The genetics of folate metabolism and maternal risk of birth of a child with Down syndrome and associated congenital heart defects

Almost 15 years ago it was hypothesized that polymorphisms of genes encoding enzymes involved in folate metabolism could lead to aberrant methylation of peri-centromeric regions of chromosome 21, favoring its abnormal segregation during maternal meiosis. Subsequently, more than 50 small case-control studies investigated whether or not maternal polymorphisms of folate pathway genes could be risk factors for the birth of a child with Down syndrome (DS), yielding conflicting and inconclusive results. However, recent meta-analyses of those studies suggest that at least three of those polymorphisms, namely MTHFR 677C>T, MTRR 66A>G, and RFC1 80G>A, are likely to act as maternal risk factors for the birth of a child with trisomy 21, revealing also complex gene-nutrient interactions. A large-cohort study also revealed that lack of maternal folic acid supplementation at peri-conception resulted in increased risk for a DS birth due to errors occurred at maternal meiosis II in the aging oocyte, and it was shown that the methylation status of chromosome 21 peri-centromeric regions could favor recombination errors during meiosis leading to its malsegregation.
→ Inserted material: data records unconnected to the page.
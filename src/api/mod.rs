use std::sync::Arc;

use axum::{
    body::{to_bytes, Body},
    extract::{Path, Query, Request, State},
    http::{header, HeaderValue, StatusCode},
    response::{IntoResponse, Response},
    routing::{get, post},
    Json, Router,
};
use serde::{Deserialize, Serialize};
use tokio::net::TcpListener;
use tokio_util::sync::CancellationToken;
use tower_http::cors::{Any, CorsLayer};

use crate::engine::Engine;
use crate::error::{HiveError, Result};
use crate::proxy::ForwardRequest;
use crate::registry::NodeEntry;
use crate::scheduler::{ContainerConfig, ImageJob};

/// Largest request body relayed to the container daemon.
const MAX_FORWARD_BODY: usize = 16 * 1024 * 1024;

#[derive(Deserialize)]
struct NodesQuery {
    zone: Option<String>,
}

#[derive(Serialize)]
#[serde(rename_all = "PascalCase")]
struct SubmitContainerResponse {
    id: String,
    nodes: Vec<String>,
}

#[derive(Serialize)]
#[serde(rename_all = "PascalCase")]
struct SubmitImageResponse {
    image: String,
    accepted: bool,
}

#[derive(Serialize)]
struct ErrorResponse {
    error: String,
}

/// Maps core failures onto HTTP status codes.
pub struct ApiError(HiveError);

impl From<HiveError> for ApiError {
    fn from(err: HiveError) -> Self {
        ApiError(err)
    }
}

impl ApiError {
    fn status(&self) -> StatusCode {
        match &self.0 {
            HiveError::NoCandidateNodes { .. } | HiveError::InsufficientNodes { .. } => {
                StatusCode::CONFLICT
            }
            HiveError::InvalidJob(_) | HiveError::Serialization(_) => StatusCode::BAD_REQUEST,
            HiveError::JobNotFound(_) => StatusCode::NOT_FOUND,
            HiveError::StoreUnavailable(_) | HiveError::StoreTimeout(_) => {
                StatusCode::SERVICE_UNAVAILABLE
            }
            HiveError::Forward(_) => StatusCode::BAD_GATEWAY,
            HiveError::InvalidConfig(_) | HiveError::Internal(_) => {
                StatusCode::INTERNAL_SERVER_ERROR
            }
        }
    }
}

impl IntoResponse for ApiError {
    fn into_response(self) -> Response {
        let status = self.status();
        if status.is_server_error() {
            tracing::warn!(status = %status, error = %self.0, "Request failed");
        }
        (
            status,
            Json(ErrorResponse {
                error: self.0.to_string(),
            }),
        )
            .into_response()
    }
}

type ApiResult<T> = std::result::Result<T, ApiError>;

pub fn router(engine: Arc<Engine>) -> Router {
    let cors = CorsLayer::new()
        .allow_origin(Any)
        .allow_methods(Any)
        .allow_headers(Any);

    Router::new()
        .route("/", get(index_handler))
        .route("/ping", get(ping_handler))
        .route("/api/cluster", get(cluster_status_handler))
        .route("/api/nodes", get(list_nodes_handler))
        .route(
            "/api/jobs/containers",
            get(list_container_jobs_handler).post(submit_container_job_handler),
        )
        .route(
            "/api/jobs/containers/{name}",
            get(get_container_job_handler).delete(remove_container_job_handler),
        )
        .route("/api/jobs/images", post(submit_image_job_handler))
        .route(
            "/api/jobs/images/{*image}",
            get(get_image_job_handler).delete(remove_image_job_handler),
        )
        .route("/api/assignments", get(assignments_handler))
        .fallback(daemon_handler)
        .layer(cors)
        .with_state(engine)
}

/// Serves the API on `listener` until `shutdown` fires.
pub async fn serve(
    listener: TcpListener,
    engine: Arc<Engine>,
    shutdown: CancellationToken,
) -> Result<()> {
    let addr = listener
        .local_addr()
        .map_err(|e| HiveError::Internal(format!("listener has no local address: {e}")))?;
    tracing::info!(addr = %addr, "Starting API server");

    axum::serve(listener, router(engine))
        .with_graceful_shutdown(async move { shutdown.cancelled().await })
        .await
        .map_err(|e| HiveError::Internal(format!("API server failed: {e}")))
}

async fn index_handler() -> String {
    format!("Docker Hive {}", crate::VERSION)
}

async fn ping_handler() -> &'static str {
    "pong"
}

async fn cluster_status_handler(
    State(engine): State<Arc<Engine>>,
) -> ApiResult<impl IntoResponse> {
    Ok(Json(engine.cluster_status().await?))
}

async fn list_nodes_handler(
    State(engine): State<Arc<Engine>>,
    Query(query): Query<NodesQuery>,
) -> ApiResult<Json<Vec<NodeEntry>>> {
    let nodes: Vec<NodeEntry> = match query.zone {
        Some(zone) => engine
            .registry()
            .list_nodes(&zone)
            .await?
            .into_iter()
            .map(|name| NodeEntry {
                zone: zone.clone(),
                name,
            })
            .collect(),
        None => engine.registry().list_all_nodes().await?,
    };
    Ok(Json(nodes))
}

async fn list_container_jobs_handler(
    State(engine): State<Arc<Engine>>,
) -> ApiResult<Json<Vec<String>>> {
    Ok(Json(engine.scheduler().list_container_jobs().await?))
}

async fn submit_container_job_handler(
    State(engine): State<Arc<Engine>>,
    Json(config): Json<ContainerConfig>,
) -> ApiResult<impl IntoResponse> {
    let zone = config.zone.clone();
    let count = usize::try_from(config.number_of_instances.max(1)).unwrap_or(usize::MAX);

    let submission = engine.submit_container_job(config, &zone, count).await?;
    Ok((
        StatusCode::CREATED,
        Json(SubmitContainerResponse {
            id: submission.id,
            nodes: submission.nodes,
        }),
    ))
}

async fn get_container_job_handler(
    State(engine): State<Arc<Engine>>,
    Path(name): Path<String>,
) -> ApiResult<Json<ContainerConfig>> {
    engine
        .scheduler()
        .get_container_job(&name)
        .await?
        .map(Json)
        .ok_or_else(|| HiveError::JobNotFound(name).into())
}

async fn remove_container_job_handler(
    State(engine): State<Arc<Engine>>,
    Path(name): Path<String>,
) -> ApiResult<StatusCode> {
    if engine.remove_container_job(&name).await? {
        Ok(StatusCode::NO_CONTENT)
    } else {
        Err(HiveError::JobNotFound(name).into())
    }
}

async fn submit_image_job_handler(
    State(engine): State<Arc<Engine>>,
    Json(job): Json<ImageJob>,
) -> ApiResult<impl IntoResponse> {
    let accepted = engine.submit_image_job(&job.image, &job.zone).await?;
    Ok((
        StatusCode::CREATED,
        Json(SubmitImageResponse {
            image: job.image,
            accepted,
        }),
    ))
}

async fn get_image_job_handler(
    State(engine): State<Arc<Engine>>,
    Path(image): Path<String>,
) -> ApiResult<Json<ImageJob>> {
    engine
        .scheduler()
        .get_image_job(&image)
        .await?
        .map(Json)
        .ok_or_else(|| HiveError::JobNotFound(image).into())
}

async fn remove_image_job_handler(
    State(engine): State<Arc<Engine>>,
    Path(image): Path<String>,
) -> ApiResult<StatusCode> {
    if engine.remove_image_job(&image).await? {
        Ok(StatusCode::NO_CONTENT)
    } else {
        Err(HiveError::JobNotFound(image).into())
    }
}

async fn assignments_handler(State(engine): State<Arc<Engine>>) -> ApiResult<impl IntoResponse> {
    Ok(Json(engine.assignments().await?))
}

/// Relays versioned daemon API calls (`/v1.*`) to the local container daemon.
async fn daemon_handler(
    State(engine): State<Arc<Engine>>,
    request: Request,
) -> ApiResult<Response> {
    let path_and_query = request
        .uri()
        .path_and_query()
        .map(|pq| pq.as_str().to_string())
        .unwrap_or_else(|| request.uri().path().to_string());

    if !request.uri().path().starts_with("/v1") {
        return Ok((StatusCode::NOT_FOUND, "404 page not found").into_response());
    }

    let method = request.method().to_string();
    let content_type = request
        .headers()
        .get(header::CONTENT_TYPE)
        .and_then(|value| value.to_str().ok())
        .map(str::to_string);
    let body = to_bytes(request.into_body(), MAX_FORWARD_BODY)
        .await
        .map_err(|e| HiveError::Forward(format!("failed to read request body: {e}")))?;

    let forwarded = engine
        .forwarder()
        .forward(ForwardRequest {
            method,
            path_and_query,
            content_type,
            body,
        })
        .await?;

    let status = StatusCode::from_u16(forwarded.status).unwrap_or(StatusCode::BAD_GATEWAY);
    let mut response = (status, Body::from(forwarded.body)).into_response();
    if let Some(value) = forwarded
        .content_type
        .and_then(|ct| HeaderValue::from_str(&ct).ok())
    {
        response.headers_mut().insert(header::CONTENT_TYPE, value);
    }
    Ok(response)
}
In this regard, two recent case-control studies revealed association of maternal polymorphisms or haplotypes of the DNMT3B gene, coding for an enzyme required for the regulation of DNA methylation at centromeric and peri-centromeric regions of human chromosomes, with risk of having a birth with DS. Furthermore, congenital heart defects (CHD) are found in almost a half of DS births, and increasing evidence points to a possible contribution of lack of folic acid supplementation at peri-conception, maternal polymorphisms of folate pathway genes, and resulting epigenetic modifications of several genes, at the basis of their occurrence. This review summarizes available case-control studies and literature meta-analyses in order to provide a critical and up to date overview of what we currently know in this field.